Yang Jinghui, Liu Jianwei, Liu Jing, Li Wenyuan, Li Xiaoying, He Yao, Ye Ling
Institute of Geriatrics, the General Hospital of the People's Liberation Army, Beijing, China; Beijing Key Lab of Aging and Geriatrics, the General Hospital of the People's Liberation Army, Beijing, China.
Department of Epidemiology, Harvard School of Public Health, Boston, Massachusetts, United States of America.
PLoS One. 2014 Jun 24;9(6):e100548. doi: 10.1371/journal.pone.0100548. eCollection 2014.
The metabolic syndrome (MetS) has been known as partly heritable, while the number of genetic studies on MetS and metabolic-related traits among Chinese elderly was limited.
A cross-sectional analysis was performed among 2 014 aged participants from September 2009 to June 2010 in Beijing, China. An additional longitudinal study was carried out among the same study population from 2001 to 2010. Biochemical profile and anthropometric parameters of all the participants were measured. The associations of 23 SNPs located within 17 candidate genes (MTHFR, PPARγ, LPL, INSIG, TCF7L2, FTO, KCNJ11, JAZF1, CDKN2A/B, ADIPOQ, WFS1, CDKAL1, IGF2BP2, KCNQ1, MTNR1B, IRS1, ACE) with overweight and obesity, diabetes, metabolic phenotypes, and MetS were examined in both studies.

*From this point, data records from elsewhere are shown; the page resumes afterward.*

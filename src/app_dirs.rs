//! Where segprep keeps its own files.
//!
//! Everything lives under `<base>/.segprep/`: `logs/` for per-launch log
//! files, `datasets/` for downloaded archives and `artifacts/` for the default
//! local artifact store. `<base>` is `SEGPREP_HOME` when set, otherwise the OS
//! config directory.

use std::{
    ffi::OsString,
    fs,
    path::{Path, PathBuf},
};

use directories::BaseDirs;
use thiserror::Error;

/// Folder created under the base directory.
pub const APP_DIR_NAME: &str = ".segprep";
/// Environment variable replacing the OS config directory as base.
pub const HOME_ENV: &str = "SEGPREP_HOME";

#[derive(Debug, Error)]
pub enum AppDirError {
    #[error("Neither {HOME_ENV} nor an OS config directory is available")]
    NoBaseDir,
    #[error("Failed to create application directory at {path}: {source}")]
    CreateDir {
        path: PathBuf,
        source: std::io::Error,
    },
}

/// Subdirectories of the `.segprep` root.
#[derive(Debug, Clone, Copy, PartialEq, Eq)]
pub enum AppDir {
    Logs,
    Datasets,
    Artifacts,
}

impl AppDir {
    fn name(self) -> &'static str {
        match self {
            AppDir::Logs => "logs",
            AppDir::Datasets => "datasets",
            AppDir::Artifacts => "artifacts",
        }
    }

    /// Resolve the directory for this process and create it if missing.
    pub fn ensure(self) -> Result<PathBuf, AppDirError> {
        let base = base_dir().ok_or(AppDirError::NoBaseDir)?;
        self.ensure_under(&base)
    }

    fn ensure_under(self, base: &Path) -> Result<PathBuf, AppDirError> {
        let path = base.join(APP_DIR_NAME).join(self.name());
        fs::create_dir_all(&path).map_err(|source| AppDirError::CreateDir {
            path: path.clone(),
            source,
        })?;
        Ok(path)
    }
}

pub fn logs_dir() -> Result<PathBuf, AppDirError> {
    AppDir::Logs.ensure()
}

pub fn datasets_dir() -> Result<PathBuf, AppDirError> {
    AppDir::Datasets.ensure()
}

pub fn artifacts_dir() -> Result<PathBuf, AppDirError> {
    AppDir::Artifacts.ensure()
}

fn base_dir() -> Option<PathBuf> {
    pick_base(std::env::var_os(HOME_ENV), || {
        BaseDirs::new().map(|dirs| dirs.config_dir().to_path_buf())
    })
}

/// A non-empty home override wins over the OS config directory.
fn pick_base(
    home: Option<OsString>,
    os_config: impl FnOnce() -> Option<PathBuf>,
) -> Option<PathBuf> {
    match home {
        Some(home) if !home.is_empty() => Some(PathBuf::from(home)),
        _ => os_config(),
    }
}

#[cfg(test)]
mod tests {
    use super::*;
    use tempfile::tempdir;

    #[test]
    fn subdirectories_are_created_under_the_app_folder() {
        let base = tempdir().unwrap();
        let root = base.path().join(APP_DIR_NAME);
        for (dir, name) in [
            (AppDir::Logs, "logs"),
            (AppDir::Datasets, "datasets"),
            (AppDir::Artifacts, "artifacts"),
        ] {
            let path = dir.ensure_under(base.path()).unwrap();
            assert_eq!(path, root.join(name));
            assert!(path.is_dir());
        }
    }

    #[test]
    fn home_override_beats_os_config_dir() {
        let os = || Some(PathBuf::from("/os/config"));
        assert_eq!(
            pick_base(Some(OsString::from("/portable")), os),
            Some(PathBuf::from("/portable"))
        );
        assert_eq!(pick_base(None, os), Some(PathBuf::from("/os/config")));
    }

    #[test]
    fn empty_home_override_is_ignored() {
        assert_eq!(pick_base(Some(OsString::new()), || None), None);
    }
}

In this Chinese elderly population, prevalence of overweight, central obesity, diabetes, dyslipidemia, hypertension, and MetS were 48.3%, 71.0%, 32.4%, 75.7%, 68.3% and 54.5%, respectively. In the cross-sectional analyses, no SNP was found to be associated with MetS. Genotype TT of SNP rs4402960 within the gene IGF2BP2 was associated with overweight (odds ratio (OR) = 0.479, 95% confidence interval (CI): 0.316-0.724, p = 0.001) and genotype CA of SNP rs1801131 within the gene MTHFR was associated with hypertension (OR = 1.560, 95% CI: 1.194-2.240, p = 0.001). However, these associations were not observed in the longitudinal analyses.
The associations of SNP rs4402960 with overweight as well as the association of SNP rs1801131 with hypertension were found to be statistically significant. No SNP was identified to be associated with MetS in our study with statistical significance.
代谢综合征(MetS)具有部分遗传性,然而针对中国老年人的代谢综合征及代谢相关性状的基因研究数量有限。
2009年9月至2010年6月期间,对来自中国北京的2014名老年参与者进行了横断面分析。2001年至2010年期间,对同一研究人群开展了一项额外的纵向研究。测量了所有参与者的生化指标和人体测量参数。在两项研究中,均检测了位于17个候选基因(MTHFR、PPARγ、LPL、INSIG、TCF7L2、FTO、KCNJ11、JAZF1、CDKN2A/B、ADIPOQ、WFS1、CDKAL1、IGF2BP2、KCNQ1、MTNR1B、IRS1、ACE)内的23个单核苷酸多态性(SNP)与超重、肥胖、糖尿病、代谢表型及代谢综合征之间的关联。
在中国老年人群中,超重、中心性肥胖、糖尿病、血脂异常、高血压及代谢综合征的患病率分别为48.3%、71.0%、32.4%、75.7%、68.3%和54.5%。在横断面分析中,未发现有SNP与代谢综合征相关。IGF2BP2基因内的SNP rs4402960的基因型TT与超重相关(优势比(OR)=0.479,95%置信区间(CI):0.316-0.724,p=0.001),MTHFR基因内的SNP rs1801131的基因型CA与高血压相关(OR=1.560,95%CI:1.194-2.240,p=0.001)。然而,在纵向分析中未观察到这些关联。
发现SNP rs4402960与超重的关联以及SNP rs1801131与高血压的关联具有统计学意义。在我们的研究中,未发现有SNP与代谢综合征具有统计学意义的关联。